As she flipped the phone shut, a voice said, “Sorry about your dinner.”
She turned around in the chair, to see the Park detective running his gaze methodically along the shelves. He had gloves on, as she did. Lo-Tec had found no particular reason to think this was a crime scene, but still.
“It’s nothing. But if we’re still here at eight, I’m going to need to leave you alone for a little while. I like to say goodnight to my daughter.”
“Her name’s Nora?” he asked. “I heard you say something to Hawkin about Nora’s pizza.”
“Right.”
“It’s a nice, old-fashioned name.”
“A variation on her mother’s name—Leonora.”
Chris turned around with a puzzled look on his face. “She’s adopted, then?”
“Oh, no. Lee—my partner—is her biological mother.”
“Ah,” he said, understanding at last. “Sorry.”
Sorry for the misunderstanding, Kate translated, not sorry that she was a lesbian. It was somewhat surprising that he hadn’t already known who (and what) she was, and encouraging to think that the name Kate Martinelli no longer produced instant flags of alarm in people’s minds. Her last bout with infamy had been several years earlier; with any luck, the next would be a long time coming. She stood and dropped her phone into her pocket.
“Finding anything of interest?”
“The whole place is weirdly fascinating—you know that antique telephone actually has a dial tone? But not a lot of paperwork—it must all be in the safe.”

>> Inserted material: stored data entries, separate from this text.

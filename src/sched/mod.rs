//! Evaluation scheduling - worker pool, work items, the scheduler itself.

pub mod scheduler;
pub mod work_items;
pub mod workers;

pub use scheduler::{CheckedOutImage, GraphEdit, Scheduler};
pub use work_items::{WorkItemId, WorkItemQueue};
pub use workers::EvalWorkers;
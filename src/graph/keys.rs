//! Attribute key constants for Attrs access.
//!
//! Avoid string typos, enable IDE autocomplete.
//! Usage: `node.attrs().get_float(A_SCALE)`

// === Identity ===
/// Human-readable name
pub const A_NAME: &str = "name";

// === Timing ===
/// Output frames per second (0.0 = adopt detected input fps)
pub const A_OUTPUT_FPS: &str = "output.fps";

// === Linear retime ===
/// Visual time scale (2.0 doubles the output length)
pub const A_SCALE: &str = "visual.scale";
/// Visual frame offset
pub const A_OFFSET: &str = "visual.offset";
/// Audio time scale, applied on top of the visual scale
pub const A_AUDIO_SCALE: &str = "audio.scale";
/// Audio time offset in seconds
pub const A_AUDIO_OFFSET: &str = "audio.offset";

// === Non-linear warp ===
/// Warp enabled
pub const A_WARP_ACTIVE: &str = "warp.active";
/// 0 = linear key interpolation, 1 = hold
pub const A_WARP_STYLE: &str = "warp.style";
/// Key input frames (IntList, same length as rates)
pub const A_WARP_KEY_FRAMES: &str = "warp.keyFrames";
/// Key rate multipliers (FloatList)
pub const A_WARP_KEY_RATES: &str = "warp.keyRates";

// === Explicit remap ===
/// Explicit table enabled; takes precedence over other retime styles
pub const A_EXPLICIT_ACTIVE: &str = "explicit.active";
/// Output frame mapped by table index 0
pub const A_EXPLICIT_FIRST_OUTPUT: &str = "explicit.firstOutputFrame";
/// Input frame per output offset (IntList)
pub const A_EXPLICIT_INPUT_FRAMES: &str = "explicit.inputFrames";

// === Stack ===
/// Aggregate child ranges over cut-in/cut-out instead of start/end
pub const A_USE_CUT_INFO: &str = "mode.useCutInfo";
/// Align all children to a common start frame
pub const A_ALIGN_START: &str = "mode.alignStartFrames";
/// Skip children whose remapped frame is outside their own range
pub const A_STRICT_RANGES: &str = "mode.strictFrameRanges";
/// Composite type ("over", "add", "difference", "replace", "topmost")
pub const A_COMP_MODE: &str = "composite.type";
/// Derive output size from the largest child
pub const A_AUTO_SIZE: &str = "output.autoSize";
/// Output width when autoSize is off
pub const A_OUT_WIDTH: &str = "output.width";
/// Output height when autoSize is off
pub const A_OUT_HEIGHT: &str = "output.height";
/// Audio source selector: -2 = sum all, -1 = topmost, -3 = first with audio,
/// >= 0 = that input only
pub const A_AUDIO_INPUT: &str = "audio.input";
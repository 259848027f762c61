//! Observer registry for graph changes.
//!
//! Typed callback lists with deterministic FIFO order per event kind, plus
//! a deferred queue. Callbacks fire immediately on emit; the queue is
//! drained at defined points (the end of a graph-edit bracket) so batch
//! consumers see edits in order, once.

use std::sync::Mutex;

use uuid::Uuid;

/// Maximum queued events before the oldest are evicted
const MAX_QUEUE_SIZE: usize = 1000;

/// A change to the graph or one of its nodes
#[derive(Debug, Clone, PartialEq, Eq)]
pub enum GraphEvent {
    NodeAdded(Uuid),
    NodeWillRemove(Uuid),
    InputsChanged(Uuid),
    RangeChanged(Uuid),
    StructureChanged(Uuid),
    PropertyChanged { node: Uuid, key: String },
}

type NodeCallback = Box<dyn Fn(Uuid) + Send + Sync>;
type PropertyCallback = Box<dyn Fn(Uuid, &str) + Send + Sync>;

/// Typed subscription lists + deferred event queue
#[derive(Default)]
pub struct GraphObservers {
    node_added: Mutex<Vec<NodeCallback>>,
    node_will_remove: Mutex<Vec<NodeCallback>>,
    inputs_changed: Mutex<Vec<NodeCallback>>,
    range_changed: Mutex<Vec<NodeCallback>>,
    structure_changed: Mutex<Vec<NodeCallback>>,
    property_changed: Mutex<Vec<PropertyCallback>>,
    queue: Mutex<Vec<GraphEvent>>,
}

impl GraphObservers {
    pub fn new() -> Self {
        Self::default()
    }

    // ========== Subscriptions ==========

    pub fn on_node_added(&self, cb: impl Fn(Uuid) + Send + Sync + 'static) {
        self.node_added.lock().unwrap_or_else(|e| e.into_inner()).push(Box::new(cb));
    }

    pub fn on_node_will_remove(&self, cb: impl Fn(Uuid) + Send + Sync + 'static) {
        self.node_will_remove
            .lock()
            .unwrap_or_else(|e| e.into_inner())
            .push(Box::new(cb));
    }

    pub fn on_inputs_changed(&self, cb: impl Fn(Uuid) + Send + Sync + 'static) {
        self.inputs_changed
            .lock()
            .unwrap_or_else(|e| e.into_inner())
            .push(Box::new(cb));
    }

    pub fn on_range_changed(&self, cb: impl Fn(Uuid) + Send + Sync + 'static) {
        self.range_changed
            .lock()
            .unwrap_or_else(|e| e.into_inner())
            .push(Box::new(cb));
    }

    pub fn on_structure_changed(&self, cb: impl Fn(Uuid) + Send + Sync + 'static) {
        self.structure_changed
            .lock()
            .unwrap_or_else(|e| e.into_inner())
            .push(Box::new(cb));
    }

    pub fn on_property_changed(&self, cb: impl Fn(Uuid, &str) + Send + Sync + 'static) {
        self.property_changed
            .lock()
            .unwrap_or_else(|e| e.into_inner())
            .push(Box::new(cb));
    }

    // ========== Emission ==========

    pub fn emit(&self, event: GraphEvent) {
        match &event {
            GraphEvent::NodeAdded(id) => self.notify_node(&self.node_added, *id),
            GraphEvent::NodeWillRemove(id) => self.notify_node(&self.node_will_remove, *id),
            GraphEvent::InputsChanged(id) => self.notify_node(&self.inputs_changed, *id),
            GraphEvent::RangeChanged(id) => self.notify_node(&self.range_changed, *id),
            GraphEvent::StructureChanged(id) => self.notify_node(&self.structure_changed, *id),
            GraphEvent::PropertyChanged { node, key } => {
                let cbs = self
                    .property_changed
                    .lock()
                    .unwrap_or_else(|e| e.into_inner());
                for cb in cbs.iter() {
                    cb(*node, key);
                }
            }
        }

        let mut queue = self.queue.lock().unwrap_or_else(|e| e.into_inner());
        if queue.len() >= MAX_QUEUE_SIZE {
            queue.remove(0);
        }
        queue.push(event);
    }

    fn notify_node(&self, list: &Mutex<Vec<NodeCallback>>, id: Uuid) {
        let cbs = list.lock().unwrap_or_else(|e| e.into_inner());
        for cb in cbs.iter() {
            cb(id);
        }
    }

    /// Take all queued events, in emission order
    pub fn drain(&self) -> Vec<GraphEvent> {
        let mut queue = self.queue.lock().unwrap_or_else(|e| e.into_inner());
        std::mem::take(&mut *queue)
    }

    pub fn queued(&self) -> usize {
        self.queue.lock().unwrap_or_else(|e| e.into_inner()).len()
    }
}

#[cfg(test)]
mod tests {
    use super::*;
    use std::sync::Arc;
    use std::sync::atomic::{AtomicUsize, Ordering};

    #[test]
    fn test_immediate_callbacks_fire_in_order() {
        let observers = GraphObservers::new();
        let calls = Arc::new(Mutex::new(Vec::new()));

        for tag in ["first", "second"] {
            let calls = Arc::clone(&calls);
            observers.on_node_added(move |_| calls.lock().unwrap().push(tag));
        }

        observers.emit(GraphEvent::NodeAdded(Uuid::new_v4()));
        assert_eq!(*calls.lock().unwrap(), vec!["first", "second"]);
    }

    #[test]
    fn test_deferred_queue_drains_once() {
        let observers = GraphObservers::new();
        let id = Uuid::new_v4();
        observers.emit(GraphEvent::NodeAdded(id));
        observers.emit(GraphEvent::RangeChanged(id));

        let events = observers.drain();
        assert_eq!(events.len(), 2);
        assert_eq!(events[0], GraphEvent::NodeAdded(id));
        assert!(observers.drain().is_empty());
    }

    #[test]
    fn test_property_callbacks_see_key() {
        let observers = GraphObservers::new();
        let count = Arc::new(AtomicUsize::new(0));
        let count2 = Arc::clone(&count);
        observers.on_property_changed(move |_, key| {
            assert_eq!(key, "visual.scale");
            count2.fetch_add(1, Ordering::Relaxed);
        });
        observers.emit(GraphEvent::PropertyChanged {
            node: Uuid::new_v4(),
            key: "visual.scale".into(),
        });
        assert_eq!(count.load(Ordering::Relaxed), 1);
    }

    #[test]
    fn test_queue_bounded() {
        let observers = GraphObservers::new();
        let id = Uuid::new_v4();
        for _ in 0..(MAX_QUEUE_SIZE + 10) {
            observers.emit(GraphEvent::RangeChanged(id));
        }
        assert_eq!(observers.queued(), MAX_QUEUE_SIZE);
    }
}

They had found the safe in the third-floor office, but the woman from the security service did not have its code. When the photographer finished with the desk, Kate went back upstairs to make a methodical search through it for any record of Philip Gilbert’s family. She found no trace of them, but she did spot a letter from a law firm across the Bay in Oakland, something to do with establishing a nonprofit foundation. She called the number on the stationery, listened to the recording, then dialed the number it referred her to in case of emergency. It took her some time to convince the answering service to hunt the lawyer down, but when she had done so, her cell phone rang in barely two minutes.